Одна из утренних новостей пятницы 9 октября: впервые после 5 августа доллар опустился до 61 рубля, евро — ниже 69 рублей. Рубль поддерживают цены на нефть. Словом, сегодня наш рубль укрепился. Скажи мне, рядовой россиянин, вот это «укрепление рубля» как-то скажется положительно на твоем личном бюджете? Кто-то надеется, что сейчас реальная зарплата, которую август 2015 года «съел» на 9,8% по сравнению с аналогичным месяцем прошлого года, вдруг станет хоть на сколько-то больше?
Знаю, вопрос риторический. Экономисты предостерегают, что не надо радоваться, когда рубль так колбасит. Впрочем, судя по комментариям наших читателей, и к экономистам-то отношение снисходительно-скептическое: мол, развелось умных советчиков, а толку не видно, что ни день, то новый, взаимоисключающий прогноз. Мол, эти «специалисты» назавтра узнают, почему не произошло то, что они предсказывали вчера. Так как же быть, как выиграть войну с кризисом, с обнищанием страны, многих россиян? Есть рецепт: давайте перестанем делать вид, будто мы богаты.
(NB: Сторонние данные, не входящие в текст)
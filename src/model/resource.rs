//! Resolved image assets.

use crate::detect::{detect_image_format, image_dimensions, ImageFormat};
use crate::error::Result;

/// An image fetched for a single export call.
#[derive(Debug, Clone, PartialEq, Eq)]
pub struct ImageAsset {
    /// The `src` the image was referenced by
    pub source_url: String,

    /// Raw binary data
    pub data: Vec<u8>,

    /// Detected format
    pub format: ImageFormat,

    /// Width in pixels, if the header could be read
    pub width: Option<u32>,

    /// Height in pixels, if the header could be read
    pub height: Option<u32>,
}

impl ImageAsset {
    /// Build an asset from fetched bytes.
    ///
    /// Fails with `Error::UnsupportedImage` when the bytes are not an
    /// embeddable image.
    pub fn from_bytes(source_url: impl Into<String>, data: Vec<u8>) -> Result<Self> {
        let format = detect_image_format(&data)?;
        let dims = image_dimensions(&data, format);
        Ok(Self {
            source_url: source_url.into(),
            data,
            format,
            width: dims.map(|d| d.0),
            height: dims.map(|d| d.1),
        })
    }

    /// Get the size of the image data in bytes.
    pub fn size(&self) -> usize {
        self.data.len()
    }

    /// Height divided by width, when both are known.
    pub fn aspect_ratio(&self) -> Option<f64> {
        match (self.width, self.height) {
            (Some(w), Some(h)) if w > 0 => Some(h as f64 / w as f64),
            _ => None,
        }
    }

    /// Media part file name for the given sequence number.
    pub fn media_name(&self, index: usize) -> String {
        format!("image{}.{}", index, self.format.extension())
    }
}
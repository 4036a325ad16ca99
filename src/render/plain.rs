//! HTML to plain text for spreadsheet cells and slide bodies.

use unicode_normalization::UnicodeNormalization;

use crate::parser::{collapse_whitespace, parse_html, Node};

const BLOCK_TAGS: &[&str] = &[
    "p", "div", "h1", "h2", "h3", "h4", "h5", "h6", "li", "ul", "ol", "table", "tr", "figure",
    "figcaption", "blockquote", "section", "article", "pre",
];

/// Plain text of an editor HTML value for a spreadsheet cell.
///
/// Ordered lists become `"N. text"` lines, unordered lists `"- text"` lines.
/// Anything else is reduced to its text with one line per block element and
/// whitespace collapsed. The result is NFC-normalized.
pub fn html_to_plain(html: &str) -> String {
    if html.trim().is_empty() {
        return String::new();
    }
    let root = parse_html(html);
    let lists = root.find_any(&["ol", "ul"]);
    let text = if lists.is_empty() {
        block_text(&root)
    } else {
        list_lines(&lists)
    };
    text.nfc().collect()
}

/// Slide body text: one line per block element, `<br>` as a line break and
/// images removed without a trace.
pub fn html_to_slide_text(html: &str) -> String {
    if html.trim().is_empty() {
        return String::new();
    }
    block_text(&parse_html(html)).nfc().collect()
}

/// Every `img` source in document order.
pub fn image_sources(html: &str) -> Vec<String> {
    parse_html(html)
        .find_all("img")
        .into_iter()
        .filter_map(|img| img.attr("src"))
        .map(str::trim)
        .filter(|src| !src.is_empty())
        .map(str::to_string)
        .collect()
}

/// Prefix values a spreadsheet would treat as a formula with an apostrophe.
pub fn escape_formula(text: &str) -> String {
    match text.chars().next() {
        Some('=' | '+' | '-' | '@') => format!("'{}", text),
        _ => text.to_string(),
    }
}

/// One line per item across `lists`; numbering restarts for every `ol`.
fn list_lines(lists: &[&Node]) -> String {
    let mut lines = Vec::new();
    for list in lists {
        let ordered = list.tag == "ol";
        let mut index = 0;
        for li in list.element_children().filter(|n| n.tag == "li") {
            let text = collapse_whitespace(&li.text_content()).trim().to_string();
            if text.is_empty() {
                continue;
            }
            index += 1;
            if ordered {
                lines.push(format!("{}. {}", index, text));
            } else {
                lines.push(format!("- {}", text));
            }
        }
    }
    lines.join("\n")
}

fn block_text(root: &Node) -> String {
    let mut raw = String::new();
    walk(root, &mut raw);
    raw.split('\n')
        .map(|line| collapse_whitespace(line).trim().to_string())
        .filter(|line| !line.is_empty())
        .collect::<Vec<_>>()
        .join("\n")
}

fn walk(node: &Node, out: &mut String) {
    for child in node.children() {
        if child.is_text() {
            if let Some(text) = &child.value {
                // source newlines are formatting, not content
                out.push_str(&text.replace(['\n', '\r'], " "));
            }
            continue;
        }
        match child.tag.as_str() {
            "br" => out.push('\n'),
            "img" | "script" | "style" => {}
            "td" | "th" => {
                walk(child, out);
                out.push(' ');
            }
            tag if BLOCK_TAGS.contains(&tag) => {
                out.push('\n');
                walk(child, out);
                out.push('\n');
            }
            _ => walk(child, out),
        }
    }
}
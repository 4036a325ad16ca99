//! Inline run extraction.

use super::dom::{collapse_whitespace, Node};
use super::options::UnknownInlineMode;
use crate::model::TextRun;

const BOLD_TAGS: &[&str] = &["strong", "b"];
const ITALIC_TAGS: &[&str] = &["em", "i"];

/// Convert the immediate children of a block node into styled runs.
///
/// Text nodes become plain runs, `strong`/`b` become bold runs and `em`/`i`
/// become italic runs. Formatting nested inside a bold or italic element is
/// flattened into that element's text. Whitespace-only pieces are skipped.
/// Other inline elements are dropped unless `mode` is
/// [`UnknownInlineMode::Flatten`], in which case their children are
/// extracted recursively.
pub fn extract_runs(node: &Node, mode: UnknownInlineMode) -> Vec<TextRun> {
    let mut runs = Vec::new();
    for child in node.children() {
        if child.is_text() {
            let text = collapse_whitespace(child.value.as_deref().unwrap_or(""));
            if !text.trim().is_empty() {
                runs.push(TextRun::plain(text));
            }
            continue;
        }

        if child.is_any(BOLD_TAGS) {
            if let Some(text) = inner_text(child) {
                runs.push(TextRun::bold(text));
            }
        } else if child.is_any(ITALIC_TAGS) {
            if let Some(text) = inner_text(child) {
                runs.push(TextRun::italic(text));
            }
        } else if mode == UnknownInlineMode::Flatten {
            runs.extend(extract_runs(child, mode));
        }
    }
    runs
}

fn inner_text(node: &Node) -> Option<String> {
    let text = collapse_whitespace(&node.text_content());
    if text.trim().is_empty() {
        None
    } else {
        Some(text)
    }
}

#[cfg(test)]
mod tests {
    use super::*;
    use crate::parser::parse_html;

    fn runs_of(html: &str, mode: UnknownInlineMode) -> Vec<TextRun> {
        let root = parse_html(html);
        let p = root.find_first("p").unwrap();
        extract_runs(p, mode)
    }

    #[test]
    fn test_plain_and_bold_runs() {
        let runs = runs_of("<p>Hello <strong>World</strong></p>", UnknownInlineMode::Drop);
        assert_eq!(runs, vec![TextRun::plain("Hello "), TextRun::bold("World")]);
    }

    #[test]
    fn test_italic_and_b_i_aliases() {
        let runs = runs_of("<p><b>B</b><i>I</i><em>E</em></p>", UnknownInlineMode::Drop);
        assert_eq!(
            runs,
            vec![TextRun::bold("B"), TextRun::italic("I"), TextRun::italic("E")]
        );
    }

    #[test]
    fn test_nested_formatting_is_flattened() {
        let runs = runs_of(
            "<p><strong>bold <em>and italic</em></strong></p>",
            UnknownInlineMode::Drop,
        );
        assert_eq!(runs, vec![TextRun::bold("bold and italic")]);
    }

    #[test]
    fn test_unknown_inline_dropped_by_default() {
        let runs = runs_of("<p>a <span>hidden</span> b</p>", UnknownInlineMode::Drop);
        let text: String = runs.iter().map(|r| r.text.as_str()).collect();
        assert!(!text.contains("hidden"));
    }

    #[test]
    fn test_unknown_inline_flattened() {
        let runs = runs_of(
            "<p>a <span>kept <strong>bold</strong></span></p>",
            UnknownInlineMode::Flatten,
        );
        assert_eq!(
            runs,
            vec![
                TextRun::plain("a "),
                TextRun::plain("kept "),
                TextRun::bold("bold")
            ]
        );
    }

    #[test]
    fn test_whitespace_only_pieces_skipped() {
        let runs = runs_of("<p>  <strong> </strong>\n</p>", UnknownInlineMode::Drop);
        assert!(runs.is_empty());
    }
}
Директор Института стратегического анализа компании «ФБК», доктор экономических наук Игорь Николаев рассказывает об ответственности власти за структурную катастрофу, о характеристике и последствиях кризиса 2015 года, о том, какие события могут способствовать ухудшению российской экономики.
«СП»: — Игорь Алексеевич, год близится к завершению, какова экономическая ситуация? Какие прогнозы были, что в итоге?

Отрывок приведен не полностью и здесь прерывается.